5.7 Nu de klacht ook in hoger beroep gegrond is verklaard en een maatregel is opgelegd zal het hof overeenkomstig artikel 48 lid 6 Advocatenwet bepalen dat de kosten die klager in verband met de behandeling van de klacht redelijkerwijs heeft moeten maken door verweerder aan klager worden vergoed. Deze kosten worden vastgesteld op een bedrag van € 50,-- aan reiskosten.
5.8 Bovendien zal het hof overeenkomstig artikel 48 lid 6 Advocatenwet bepalen dat de kosten die ten laste komen van de Nederlandse orde van advocaten in verband met de behandeling van de zaak in hoger beroep door verweerder aan de Nederlandse Orde van Advocaten worden vergoed. Deze kosten moeten binnen vier weken na heden worden betaald.
BESLISSING
Het Hof van Discipline:
bekrachtigt de beslissing van de Raad van Discipline in het ressort Arnhem-Leeuwarden van 23 december 2016 in de zaak 16-550;
veroordeelt verweerder tot betaling van de proceskosten van € 50,-- aan klager;
veroordeelt verweerder tot betaling van de proceskosten in hoger beroep van € 1.000,- aan de Nederlandse Orde van Advocaten te betalen binnen vier weken na deze uitspraak door overmaking op rekeningnummer IBAN:NL85 INGB 0000 079000, BIC:INGBNL2A, t.n.v. Nederlandse Orde van Advocaten, Den Haag, onder vermelding van “kostenveroordeling hoger beroep zaaknummer HvD 170019”.

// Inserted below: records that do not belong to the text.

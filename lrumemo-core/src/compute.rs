//! The function interface wrapped by the memoizers.

/// A pure mapping from keys to values that may fail.
///
/// Memoizers call [`compute`](Compute::compute) on a cache miss and keep the
/// successful result. Implementors must uphold two properties that the cache
/// relies on but cannot check:
///
/// - **Purity**: the same key always yields an equal value, and computing has
///   no observable side effect.
/// - **Concurrency**: calls for *distinct* keys may run at the same time on
///   different threads (only relevant to [`ConcurrentLru`](crate::ConcurrentLru)).
///
/// Every `Fn(&K) -> Result<V, E>` implements this trait, so closures and plain
/// functions can be wrapped directly.
///
/// # Examples
///
/// ```
/// use lrumemo_core::Compute;
///
/// fn parse(s: &String) -> Result<i64, std::num::ParseIntError> {
///     s.parse()
/// }
///
/// assert_eq!(parse.compute(&"12".to_string()), Ok(12));
/// assert!(parse.compute(&"x".to_string()).is_err());
/// ```
pub trait Compute<K> {
    /// Value produced for a key.
    type Value;
    /// Failure reported for a key. It is never cached.
    type Error;

    /// Computes the value for `key`.
    fn compute(&self, key: &K) -> Result<Self::Value, Self::Error>;
}

impl<K, V, E, T> Compute<K> for T
where
    T: Fn(&K) -> Result<V, E>,
{
    type Value = V;
    type Error = E;

    #[inline]
    fn compute(&self, key: &K) -> Result<V, E> {
        self(key)
    }
}
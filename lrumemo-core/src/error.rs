//! Errors returned when building a cache.

use thiserror::Error;

/// Errors raised while constructing a cache.
///
/// Construction either succeeds completely or returns one of these; no
/// partially built cache is ever handed out.
#[derive(Error, Debug, Clone, PartialEq, Eq)]
pub enum ConfigError {
    /// The requested capacity cannot hold a single entry.
    #[error("cache capacity must be strictly positive, got {capacity}")]
    InvalidCapacity { capacity: usize },
}
//! Single-owner memoizer over a bounded LRU index.

use std::fmt::{self, Debug};
use std::hash::Hash;

use tracing::{debug, trace};

use crate::{CacheConfig, CacheIndex, CacheStats, Compute, ConfigError};

/// Memoizes a [`Compute`] function behind a bounded LRU cache.
///
/// `Lru` has no internal synchronization: [`get`](Lru::get) takes `&mut self`,
/// so a single owner drives it at a time. Share results across threads with
/// [`ConcurrentLru`](crate::ConcurrentLru) instead.
///
/// # Type Parameters
///
/// * `K` - The key type. Cloned once per cached entry.
/// * `F` - The wrapped function. Its `Value` is what gets cached.
///
/// # Behavior
///
/// - **Hit**: the entry moves to the front of the recency order and its value
///   is returned. The function is not called.
/// - **Miss**: the function runs, its value is inserted at the front, then the
///   least recently used entries are evicted until the capacity is respected.
/// - **Failure**: the function's error is returned as is and nothing is
///   cached, so the next `get` for that key calls the function again.
///
/// # Examples
///
/// ```
/// use lrumemo_core::Lru;
/// use std::convert::Infallible;
///
/// let mut lru = Lru::new(|x: &u32| Ok::<_, Infallible>(x * 2), 2).unwrap();
///
/// assert_eq!(lru.get(&1), Ok(&2)); // miss
/// assert_eq!(lru.get(&2), Ok(&4)); // miss
/// assert_eq!(lru.get(&1), Ok(&2)); // hit, 1 becomes most recent
/// assert_eq!(lru.get(&3), Ok(&6)); // miss, evicts 2
///
/// assert_eq!(lru.keys(), vec![3, 1]);
/// assert_eq!(lru.miss_count(), 3);
/// assert_eq!(lru.call_count(), 4);
/// ```
pub struct Lru<K, F: Compute<K>> {
    func: F,
    index: CacheIndex<K, F::Value>,
    calls: u64,
    misses: u64,
    name: String,
}

impl<K, F> Lru<K, F>
where
    K: Hash + Eq + Clone,
    F: Compute<K>,
{
    /// Wraps `func` in a cache holding at most `capacity` values.
    ///
    /// # Errors
    ///
    /// [`ConfigError::InvalidCapacity`] when `capacity` is 0.
    pub fn new(func: F, capacity: usize) -> Result<Self, ConfigError> {
        Self::with_config(func, CacheConfig::new(capacity))
    }

    /// Wraps `func` in a cache built from `config`.
    ///
    /// # Errors
    ///
    /// [`ConfigError::InvalidCapacity`] when `config.capacity` is 0.
    pub fn with_config(func: F, config: CacheConfig) -> Result<Self, ConfigError> {
        let capacity = config.validate()?;
        Ok(Self {
            func,
            index: CacheIndex::new(capacity)?,
            calls: 0,
            misses: 0,
            name: config.name,
        })
    }

    /// Returns the value for `key`, computing and caching it on a miss.
    ///
    /// # Errors
    ///
    /// Whatever the wrapped function returns for `key`. Errors are not cached.
    pub fn get(&mut self, key: &K) -> Result<&F::Value, F::Error> {
        self.calls += 1;
        if let Some(slot) = self.index.slot(key) {
            trace!(cache = %self.name, "hit");
            return Ok(self.index.promote(slot));
        }

        self.misses += 1;
        let value = match self.func.compute(key) {
            Ok(value) => value,
            Err(err) => {
                debug!(cache = %self.name, "computation failed, nothing cached");
                return Err(err);
            }
        };
        self.index.insert_front(key.clone(), value);
        let evicted = self.index.evict_while_over_capacity();
        debug!(cache = %self.name, evicted, len = self.index.len(), "miss");
        Ok(self.index.most_recent())
    }

    /// Returns true if `key` is cached, without promoting it or counting a call.
    pub fn contains(&self, key: &K) -> bool {
        self.index.contains(key)
    }

    /// Cached keys, most recently used first.
    pub fn keys(&self) -> Vec<K> {
        self.index.keys()
    }

    /// Removes `key` if its cached value satisfies `pred`. Returns true when
    /// an entry was removed.
    pub(crate) fn discard_if(&mut self, key: &K, pred: impl FnOnce(&F::Value) -> bool) -> bool {
        let matched = self.index.peek(key).map_or(false, pred);
        if matched {
            self.index.remove(key);
        }
        matched
    }
}

impl<K, F: Compute<K>> Lru<K, F> {
    /// Total number of `get` calls.
    pub fn call_count(&self) -> u64 {
        self.calls
    }

    /// Number of `get` calls that ran the wrapped function.
    pub fn miss_count(&self) -> u64 {
        self.misses
    }

    /// Maximum number of cached values.
    pub fn capacity(&self) -> usize {
        self.index.capacity()
    }

    pub fn len(&self) -> usize {
        self.index.len()
    }

    pub fn is_empty(&self) -> bool {
        self.index.is_empty()
    }

    /// Name reported in log events.
    pub fn name(&self) -> &str {
        &self.name
    }

    /// Snapshot of the counters.
    pub fn stats(&self) -> CacheStats {
        CacheStats {
            calls: self.calls,
            misses: self.misses,
            len: self.index.len(),
            capacity: self.index.capacity(),
        }
    }
}

impl<K, F: Compute<K>> Debug for Lru<K, F> {
    fn fmt(&self, f: &mut fmt::Formatter<'_>) -> fmt::Result {
        f.debug_struct("Lru")
            .field("name", &self.name)
            .field("stats", &self.stats())
            .finish()
    }
}
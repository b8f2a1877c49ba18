use criterion::{criterion_group, criterion_main, BenchmarkId, Criterion};
use lrumemo_core::{CacheIndex, ConcurrentLru, Lru};
use std::convert::Infallible;
use std::hint::black_box;
use std::thread;

fn square(x: &u64) -> Result<u64, Infallible> {
    Ok(x.wrapping_mul(*x))
}

fn bench_index_insert_evict(c: &mut Criterion) {
    let mut group = c.benchmark_group("index_insert_evict");

    for size in [10, 100, 1000].iter() {
        group.bench_with_input(BenchmarkId::from_parameter(size), size, |b, &size| {
            b.iter(|| {
                let mut index = CacheIndex::new(size / 2).unwrap();
                for i in 0..size {
                    index.insert_front(i, black_box(i));
                    index.evict_while_over_capacity();
                }
            });
        });
    }

    group.finish();
}

fn bench_get_hits(c: &mut Criterion) {
    let mut group = c.benchmark_group("get_hits");

    for size in [10u64, 100, 1000].iter() {
        // Pre-populate cache
        let mut lru = Lru::new(square, *size as usize).unwrap();
        for i in 0..*size {
            let _ = lru.get(&i);
        }
        group.bench_with_input(BenchmarkId::new("Lru", size), size, |b, &size| {
            b.iter(|| {
                for i in 0..size {
                    let _ = black_box(lru.get(&i));
                }
            });
        });

        let shared = ConcurrentLru::new(square, *size as usize).unwrap();
        for i in 0..*size {
            let _ = shared.get(&i);
        }
        group.bench_with_input(BenchmarkId::new("ConcurrentLru", size), size, |b, &size| {
            b.iter(|| {
                for i in 0..size {
                    let _ = black_box(shared.get(&i));
                }
            });
        });
    }

    group.finish();
}

fn bench_get_misses(c: &mut Criterion) {
    let mut group = c.benchmark_group("get_misses");

    group.bench_function("Lru", |b| {
        b.iter(|| {
            let mut lru = Lru::new(square, 50).unwrap();
            // 100 distinct keys through 50 slots
            for i in 0..100u64 {
                let _ = black_box(lru.get(&i));
            }
        });
    });

    group.bench_function("ConcurrentLru", |b| {
        b.iter(|| {
            let shared = ConcurrentLru::new(square, 50).unwrap();
            for i in 0..100u64 {
                let _ = black_box(shared.get(&i));
            }
        });
    });

    group.finish();
}

fn bench_concurrent_gets(c: &mut Criterion) {
    let mut group = c.benchmark_group("concurrent_gets");

    for num_threads in [2, 4, 8].iter() {
        group.bench_with_input(
            BenchmarkId::from_parameter(num_threads),
            num_threads,
            |b, &num_threads| {
                b.iter(|| {
                    let shared = ConcurrentLru::new(square, 100).unwrap();
                    thread::scope(|s| {
                        for thread_id in 0..num_threads {
                            let shared = &shared;
                            s.spawn(move || {
                                // overlapping key ranges: half shared, half private
                                for i in 0..100u64 {
                                    let key = if i % 2 == 0 { i } else { thread_id * 1000 + i };
                                    let _ = black_box(shared.get(&key));
                                }
                            });
                        }
                    });
                });
            },
        );
    }

    group.finish();
}

criterion_group!(
    benches,
    bench_index_insert_evict,
    bench_get_hits,
    bench_get_misses,
    bench_concurrent_gets
);
criterion_main!(benches);
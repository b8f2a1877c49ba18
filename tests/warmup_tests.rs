//! Tests for seeding one concurrent cache from another

use lrumemo::{CacheConfig, ConcurrentLru};
use std::convert::Infallible;

fn square(x: &u32) -> Result<u32, Infallible> {
    Ok(x * x)
}

/// Warming an empty cache reproduces the source's recency order
#[test]
fn test_warmup_fidelity() {
    let source = ConcurrentLru::new(square, 10).unwrap();
    // touch c, b, a so that a is the most recent
    for key in [3, 2, 1] {
        source.get(&key).unwrap();
    }

    let target = ConcurrentLru::new(square, 3).unwrap();
    target.warmup(&source).unwrap();

    assert_eq!(target.keys(), vec![1, 2, 3]);
    assert_eq!(target.miss_count(), 3);
    assert_eq!(target.call_count(), 3);
    // the source is only read
    assert_eq!(source.call_count(), 3);
}

/// Later promotions in the source are reflected in the snapshot
#[test]
fn test_warmup_after_promotion() {
    let source = ConcurrentLru::new(square, 10).unwrap();
    for key in [1, 2, 3, 1] {
        source.get(&key).unwrap();
    }
    assert_eq!(source.keys(), vec![1, 3, 2]);

    let target = ConcurrentLru::with_config(square, CacheConfig::new(10).with_name("fresh")).unwrap();
    target.warmup(&source).unwrap();
    assert_eq!(target.keys(), source.keys());
}

/// Keys already cached in the target are promoted, not recomputed
#[test]
fn test_warmup_into_populated_cache() {
    let source = ConcurrentLru::new(square, 10).unwrap();
    for key in [2, 1] {
        source.get(&key).unwrap();
    }

    let target = ConcurrentLru::new(square, 10).unwrap();
    for key in [1, 9] {
        target.get(&key).unwrap();
    }
    target.warmup(&source).unwrap();

    assert_eq!(target.keys(), vec![1, 2, 9]);
    assert_eq!(target.miss_count(), 3);
}

/// Warming from an empty cache does nothing
#[test]
fn test_warmup_from_empty_source() {
    let source = ConcurrentLru::new(square, 4).unwrap();
    let target = ConcurrentLru::new(square, 4).unwrap();
    target.warmup(&source).unwrap();
    assert!(target.is_empty());
    assert_eq!(target.call_count(), 0);
}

Aldus gewezen door mr. P.M.A. de Groot-van Dijken, voorzitter, mrs. G. Creutzberg, L. Ritzema, W.A.M. van Schendel, G.R.J. de Groot, in tegenwoordigheid van mr. F.E. Oorburg-Hundscheid, griffier, en in het openbaar uitgesproken op 26 juni 2017.
griffier voorzitter
De beslissing is verzonden op 26 juni 2017.